# TASK TO CARRY OUT:
The response should contain every record, reproduced exactly.

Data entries
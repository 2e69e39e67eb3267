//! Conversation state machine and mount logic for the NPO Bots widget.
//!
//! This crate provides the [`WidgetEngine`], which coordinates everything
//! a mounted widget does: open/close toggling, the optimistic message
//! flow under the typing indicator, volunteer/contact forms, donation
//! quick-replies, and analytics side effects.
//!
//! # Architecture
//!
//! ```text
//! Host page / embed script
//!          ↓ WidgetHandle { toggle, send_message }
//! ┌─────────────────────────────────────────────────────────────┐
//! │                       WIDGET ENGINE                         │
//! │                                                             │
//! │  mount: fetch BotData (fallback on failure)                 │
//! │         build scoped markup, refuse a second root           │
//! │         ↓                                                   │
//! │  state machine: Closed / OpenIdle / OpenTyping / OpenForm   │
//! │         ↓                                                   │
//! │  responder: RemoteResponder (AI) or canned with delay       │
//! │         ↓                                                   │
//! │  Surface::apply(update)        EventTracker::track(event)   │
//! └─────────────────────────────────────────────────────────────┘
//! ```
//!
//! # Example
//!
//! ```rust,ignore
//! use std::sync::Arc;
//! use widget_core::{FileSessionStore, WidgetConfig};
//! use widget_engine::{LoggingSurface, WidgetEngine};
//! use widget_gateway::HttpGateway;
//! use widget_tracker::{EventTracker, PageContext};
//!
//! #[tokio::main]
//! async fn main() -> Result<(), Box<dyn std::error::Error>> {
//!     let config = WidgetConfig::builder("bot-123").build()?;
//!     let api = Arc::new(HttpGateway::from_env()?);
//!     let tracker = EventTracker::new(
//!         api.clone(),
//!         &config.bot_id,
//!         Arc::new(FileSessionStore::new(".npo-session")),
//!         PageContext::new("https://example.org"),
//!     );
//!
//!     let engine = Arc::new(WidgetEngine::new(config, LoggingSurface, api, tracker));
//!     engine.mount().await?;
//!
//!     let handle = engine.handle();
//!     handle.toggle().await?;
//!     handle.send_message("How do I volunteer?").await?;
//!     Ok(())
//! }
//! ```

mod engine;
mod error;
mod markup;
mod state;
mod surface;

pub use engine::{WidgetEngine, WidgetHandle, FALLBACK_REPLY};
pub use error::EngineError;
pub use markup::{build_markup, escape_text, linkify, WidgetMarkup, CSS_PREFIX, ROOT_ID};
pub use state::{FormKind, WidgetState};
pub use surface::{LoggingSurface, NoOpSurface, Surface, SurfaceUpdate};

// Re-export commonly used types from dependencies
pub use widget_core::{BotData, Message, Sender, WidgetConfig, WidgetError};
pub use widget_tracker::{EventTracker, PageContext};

# ANSWER BOX:
repository 2e69e39e67eb3267
//! Conversation state machine and mount logic for the NPO Bots widget.
//!
//! This crate provides the [`WidgetEngine`], which coordinates everything
//! a mounted widget does: open/close toggling, the optimistic message
//! flow under the typing indicator, volunteer/contact forms, donation
//! quick-replies, and analytics side effects.
//!
//! # Architecture
//!
//! ```text
//! Host page / embed script
//!          ↓ WidgetHandle { toggle, send_message }
//! ┌─────────────────────────────────────────────────────────────┐
//! │                       WIDGET ENGINE                         │
//! │                                                             │
//! │  mount: fetch BotData (fallback on failure)                 │
//! │         build scoped markup, refuse a second root           │
//! │         ↓                                                   │
//! │  state machine: Closed / OpenIdle / OpenTyping / OpenForm   │
//! │         ↓                                                   │
//! │  responder: RemoteResponder (AI) or canned with delay       │
//! │         ↓                                                   │
//! │  Surface::apply(update)        EventTracker::track(event)   │
//! └─────────────────────────────────────────────────────────────┘
//! ```
//!
//! # Example
//!
//! ```rust,ignore
//! use std::sync::Arc;
//! use widget_core::{FileSessionStore, WidgetConfig};
//! use widget_engine::{LoggingSurface, WidgetEngine};
//! use widget_gateway::HttpGateway;
//! use widget_tracker::{EventTracker, PageContext};
//!
//! #[tokio::main]
//! async fn main() -> Result<(), Box<dyn std::error::Error>> {
//!     let config = WidgetConfig::builder("bot-123").build()?;
//!     let api = Arc::new(HttpGateway::from_env()?);
//!     let tracker = EventTracker::new(
//!         api.clone(),
//!         &config.bot_id,
//!         Arc::new(FileSessionStore::new(".npo-session")),
//!         PageContext::new("https://example.org"),
//!     );
//!
//!     let engine = Arc::new(WidgetEngine::new(config, LoggingSurface, api, tracker));
//!     engine.mount().await?;
//!
//!     let handle = engine.handle();
//!     handle.toggle().await?;
//!     handle.send_message("How do I volunteer?").await?;
//!     Ok(())
//! }
//! ```

mod engine;
mod error;
mod markup;
mod state;
mod surface;

pub use engine::{WidgetEngine, WidgetHandle, FALLBACK_REPLY};
pub use error::EngineError;
pub use markup::{build_markup, escape_text, linkify, WidgetMarkup, CSS_PREFIX, ROOT_ID};
pub use state::{FormKind, WidgetState};
pub use surface::{LoggingSurface, NoOpSurface, Surface, SurfaceUpdate};

// Re-export commonly used types from dependencies
pub use widget_core::{BotData, Message, Sender, WidgetConfig, WidgetError};
pub use widget_tracker::{EventTracker, PageContext};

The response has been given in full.